Art Credit: Nivi Alroy

Art Credit: Nivi Alroy

Irit stood outside her office, took a deep breath, and considered the sign on the door: “Bereaved Families for Peace.” The “Bereaved” part had been Ali’s idea; the “Peace” part hers. Ali didn’t want a political name for the organization. Irit countered that peace was not political. She opened the door and entered. “I need you. And a cigarette,” she said as she took off her bike helmet, coiled her long, graying chestnut hair into a clip, and dropped her backpack on her desk.

“Which first?” Ali asked. He was sitting at his desk, working on the computer, but he pushed his chair back and stood. He was usually the one to open the office, since he had no kids at home to get off to school, and she had 13-year-old Yotam.

“In the order mentioned.”

Ali took Irit’s hand and lead her to the pull-out couch. But he did not pull it out. Instead, he sat her down and massaged her neck and shoulders. This was their bed. Ali lived in Jaffa, a few kilometers away from the office, and Irit in Tel Aviv. The office was right on the border.

They had been best friends, then lovers for years, and on the anniversary of their first kiss every year for the past decade Ali asked her to marry him. But Irit did not want a replacement husband, nor a replacement father for her boy. Life with Elie had been one thing, and this was another. Besides, she was in her forties by the time Ali asked the first time; more kids were not going to happen, so she did not feel pressured to marry again. The office was where she and Ali were a couple, not in their separate lives.

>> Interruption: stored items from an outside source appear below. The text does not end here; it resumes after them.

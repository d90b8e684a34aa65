// ABOUTME: Explicit application-state containers
// ABOUTME: Auth/profile store and toast notification queue
//
// SPDX-License-Identifier: MIT OR Apache-2.0
// Copyright (c) 2025 Piste Contributors

//! Application-state containers
//!
//! Ambient global mutation is re-architected as explicit containers with
//! defined transition operations, each independently testable.

/// Auth/profile state container with explicit transitions
pub mod auth;

/// Toast notification queue
pub mod toast;
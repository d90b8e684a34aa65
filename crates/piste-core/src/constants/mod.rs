// ABOUTME: Constants module with domain-separated organization
// ABOUTME: Pure data constants organized by domain for the Piste platform
//
// SPDX-License-Identifier: MIT OR Apache-2.0
// Copyright (c) 2025 Piste Contributors

//! Constants module
//!
//! Application constants grouped into logical domains rather than a single
//! large file. Documented ranges mirror what the input forms enforce; the
//! calculation engine itself never range-checks.

/// Gearing constants: conversion factors, defaults, and documented ranges
pub mod gearing {
    /// Default wheel diameter in millimeters (700c with a 23mm track tire)
    pub const DEFAULT_WHEEL_DIAMETER_MM: f64 = 668.0;
    /// Millimeters per inch, for gear-inch conversion
    pub const MM_PER_INCH: f64 = 25.4;

    /// Smallest chainring accepted by input forms
    pub const MIN_CHAINRING_TEETH: u32 = 30;
    /// Largest chainring accepted by input forms
    pub const MAX_CHAINRING_TEETH: u32 = 70;
    /// Smallest sprocket accepted by input forms
    pub const MIN_SPROCKET_TEETH: u32 = 10;
    /// Largest sprocket accepted by input forms
    pub const MAX_SPROCKET_TEETH: u32 = 25;
    /// Smallest wheel diameter accepted by input forms, millimeters
    pub const MIN_WHEEL_DIAMETER_MM: f64 = 600.0;
    /// Largest wheel diameter accepted by input forms, millimeters
    pub const MAX_WHEEL_DIAMETER_MM: f64 = 750.0;
}

/// Track constants: lap lengths and their documented range
pub mod track {
    /// Default track length in meters (standard 250m velodrome)
    pub const DEFAULT_TRACK_LENGTH_M: u32 = 250;
    /// Shortest track accepted by input forms, meters
    pub const MIN_TRACK_LENGTH_M: u32 = 200;
    /// Longest track accepted by input forms, meters
    pub const MAX_TRACK_LENGTH_M: u32 = 500;
}

/// Application limits
pub mod limits {
    /// Maximum lap times accepted for a single session entry
    pub const MAX_LAPS_PER_SESSION: usize = 200;
    /// Maximum toasts retained in the notification queue
    pub const MAX_TOASTS: usize = 8;
    /// Toast auto-dismiss duration in milliseconds
    pub const TOAST_DISMISS_MS: u64 = 5_000;
}

/// Service names for structured logging
pub mod service_names {
    /// Main application service name
    pub const PISTE: &str = "piste";
    /// CLI binary service name
    pub const PISTE_CLI: &str = "piste-cli";
}
// ABOUTME: Gear arithmetic for fixed-gear track setups
// ABOUTME: Ratio, gear inches, development, and speed/cadence conversion formulas
//
// SPDX-License-Identifier: MIT OR Apache-2.0
// Copyright (c) 2025 Piste Contributors

//! Gear arithmetic
//!
//! Free functions implementing the five drivetrain formulas, plus a
//! [`GearCalculator`] that carries a configured wheel diameter so callers
//! don't thread the rider's preference through every call site.
//!
//! Division by sprocket teeth is unguarded: a zero sprocket is a caller
//! contract violation and yields `inf`. The input forms enforce the
//! documented teeth ranges before any value reaches this module.

use piste_core::constants::gearing::{DEFAULT_WHEEL_DIAMETER_MM, MM_PER_INCH};
use serde::{Deserialize, Serialize};
use std::f64::consts::PI;

/// Gear ratio: chainring teeth over sprocket teeth
#[must_use]
pub fn ratio(chainring_teeth: u32, sprocket_teeth: u32) -> f64 {
    f64::from(chainring_teeth) / f64::from(sprocket_teeth)
}

/// Gear inches: ratio times wheel diameter in inches
#[must_use]
pub fn gear_inches(chainring_teeth: u32, sprocket_teeth: u32, wheel_diameter_mm: f64) -> f64 {
    ratio(chainring_teeth, sprocket_teeth) * (wheel_diameter_mm / MM_PER_INCH)
}

/// Development: meters traveled per full crank revolution
///
/// Wheel circumference in meters times the gear ratio.
#[must_use]
pub fn development(chainring_teeth: u32, sprocket_teeth: u32, wheel_diameter_mm: f64) -> f64 {
    let circumference_m = PI * wheel_diameter_mm / 1000.0;
    circumference_m * ratio(chainring_teeth, sprocket_teeth)
}

/// Speed in km/h at the given cadence
///
/// Returns exactly 0 at zero cadence.
#[must_use]
pub fn speed_from_cadence(
    chainring_teeth: u32,
    sprocket_teeth: u32,
    cadence_rpm: f64,
    wheel_diameter_mm: f64,
) -> f64 {
    let meters_per_minute =
        development(chainring_teeth, sprocket_teeth, wheel_diameter_mm) * cadence_rpm;
    meters_per_minute * 60.0 / 1000.0
}

/// Cadence in RPM required to hold the given speed
///
/// Inverse of [`speed_from_cadence`]; returns exactly 0 at zero speed.
#[must_use]
pub fn cadence_from_speed(
    chainring_teeth: u32,
    sprocket_teeth: u32,
    speed_kmh: f64,
    wheel_diameter_mm: f64,
) -> f64 {
    let meters_per_minute = speed_kmh * 1000.0 / 60.0;
    meters_per_minute / development(chainring_teeth, sprocket_teeth, wheel_diameter_mm)
}

/// Derived metrics for one chainring/sprocket combination
#[derive(Debug, Clone, Copy, Serialize, Deserialize, PartialEq)]
pub struct GearMetrics {
    /// Dimensionless gear ratio
    pub ratio: f64,
    /// Gear inches
    pub gear_inches: f64,
    /// Development in meters per crank revolution
    pub development_m: f64,
}

/// Gear calculator carrying a configured wheel diameter
///
/// The wheel diameter is an explicit configuration parameter with the
/// documented 668mm default, typically taken from the rider's profile.
#[derive(Debug, Clone, Copy, PartialEq)]
pub struct GearCalculator {
    /// Wheel diameter in millimeters used for every derived metric
    pub wheel_diameter_mm: f64,
}

impl Default for GearCalculator {
    fn default() -> Self {
        Self::new()
    }
}

impl GearCalculator {
    /// Calculator with the default 668mm track wheel
    #[must_use]
    pub const fn new() -> Self {
        Self {
            wheel_diameter_mm: DEFAULT_WHEEL_DIAMETER_MM,
        }
    }

    /// Calculator with a custom wheel diameter
    #[must_use]
    pub const fn with_wheel_diameter(wheel_diameter_mm: f64) -> Self {
        Self { wheel_diameter_mm }
    }

    /// Gear ratio (independent of wheel diameter)
    #[must_use]
    pub fn ratio(&self, chainring_teeth: u32, sprocket_teeth: u32) -> f64 {
        ratio(chainring_teeth, sprocket_teeth)
    }

    /// Gear inches for the configured wheel
    #[must_use]
    pub fn gear_inches(&self, chainring_teeth: u32, sprocket_teeth: u32) -> f64 {
        gear_inches(chainring_teeth, sprocket_teeth, self.wheel_diameter_mm)
    }

    /// Development for the configured wheel, meters per revolution
    #[must_use]
    pub fn development(&self, chainring_teeth: u32, sprocket_teeth: u32) -> f64 {
        development(chainring_teeth, sprocket_teeth, self.wheel_diameter_mm)
    }

    /// Speed in km/h at the given cadence
    #[must_use]
    pub fn speed_from_cadence(
        &self,
        chainring_teeth: u32,
        sprocket_teeth: u32,
        cadence_rpm: f64,
    ) -> f64 {
        speed_from_cadence(
            chainring_teeth,
            sprocket_teeth,
            cadence_rpm,
            self.wheel_diameter_mm,
        )
    }

    /// Cadence in RPM required to hold the given speed
    #[must_use]
    pub fn cadence_from_speed(
        &self,
        chainring_teeth: u32,
        sprocket_teeth: u32,
        speed_kmh: f64,
    ) -> f64 {
        cadence_from_speed(
            chainring_teeth,
            sprocket_teeth,
            speed_kmh,
            self.wheel_diameter_mm,
        )
    }

    /// All derived metrics for one combination
    #[must_use]
    pub fn metrics(&self, chainring_teeth: u32, sprocket_teeth: u32) -> GearMetrics {
        GearMetrics {
            ratio: self.ratio(chainring_teeth, sprocket_teeth),
            gear_inches: self.gear_inches(chainring_teeth, sprocket_teeth),
            development_m: self.development(chainring_teeth, sprocket_teeth),
        }
    }
}

#[cfg(test)]
mod tests {
    use super::*;

    fn close(a: f64, b: f64, tolerance: f64) -> bool {
        (a - b).abs() < tolerance
    }

    #[test]
    fn test_ratio() {
        assert!(close(ratio(50, 14), 3.571, 0.001));
        assert!(close(ratio(49, 15), 3.267, 0.001));
    }

    #[test]
    fn test_ratio_is_one_for_equal_teeth() {
        assert!((ratio(15, 15) - 1.0).abs() < f64::EPSILON);
    }

    #[test]
    fn test_gear_inches_with_default_wheel() {
        let calc = GearCalculator::new();
        assert!(close(calc.gear_inches(50, 14), 93.88, 0.1));
    }

    #[test]
    fn test_gear_inches_with_custom_wheel() {
        assert!(close(gear_inches(50, 14, 700.0), 98.43, 0.1));
    }

    #[test]
    fn test_development() {
        // 50/14 * pi * 0.668
        assert!(close(development(50, 14, 668.0), 7.49, 0.1));
        assert!(close(development(50, 14, 700.0), 7.85, 0.1));
    }

    #[test]
    fn test_speed_at_100_rpm_is_plausible() {
        let speed = speed_from_cadence(50, 14, 100.0, 668.0);
        assert!(speed > 40.0);
        assert!(speed < 50.0);
    }

    #[test]
    fn test_speed_cadence_round_trip() {
        for rpm in [60.0, 95.0, 120.0, 140.0] {
            let speed = speed_from_cadence(50, 14, rpm, 668.0);
            let back = cadence_from_speed(50, 14, speed, 668.0);
            assert!(close(back, rpm, 1e-9));
        }
    }

    #[test]
    fn test_zero_input_identities() {
        assert!((speed_from_cadence(50, 14, 0.0, 668.0) - 0.0).abs() < f64::EPSILON);
        assert!((cadence_from_speed(50, 14, 0.0, 668.0) - 0.0).abs() < f64::EPSILON);
    }

    #[test]
    fn test_zero_sprocket_is_unguarded() {
        // Caller contract violation; the math goes to infinity rather than erroring.
        assert!(ratio(50, 0).is_infinite());
    }

    #[test]
    fn test_calculator_metrics_match_free_functions() {
        let calc = GearCalculator::with_wheel_diameter(700.0);
        let metrics = calc.metrics(50, 14);
        assert!((metrics.ratio - ratio(50, 14)).abs() < f64::EPSILON);
        assert!((metrics.gear_inches - gear_inches(50, 14, 700.0)).abs() < f64::EPSILON);
        assert!((metrics.development_m - development(50, 14, 700.0)).abs() < f64::EPSILON);
    }
}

“Do you want to talk about it before? Or after?” Talking was how they had first connected, she and Ali. It was the spark that started Bereaved Families for Peace. Their spouses had died one day apart—Elie, and Ali’s wife, Saida. Elie was shot and killed returning from driving his parents home to the Occupied Territories one night after they’d visited for the weekend. In retaliation, a Jewish settler shot at Ali and Saida driving home to Jaffa from visiting family in Ramallah. Ali survived. His wife did not. She was pregnant with their first child.

Irit and Ali met standing on line at one of the various government offices where they were required to report their spouses’ deaths officially—that period in her life was a blur, and there was so much bureaucracy! Ali had overheard Irit speaking with the woman at the desk, seen her break down in tears when the woman asked how Elie had died, and heard her yell at the woman when she was handed piles of forms.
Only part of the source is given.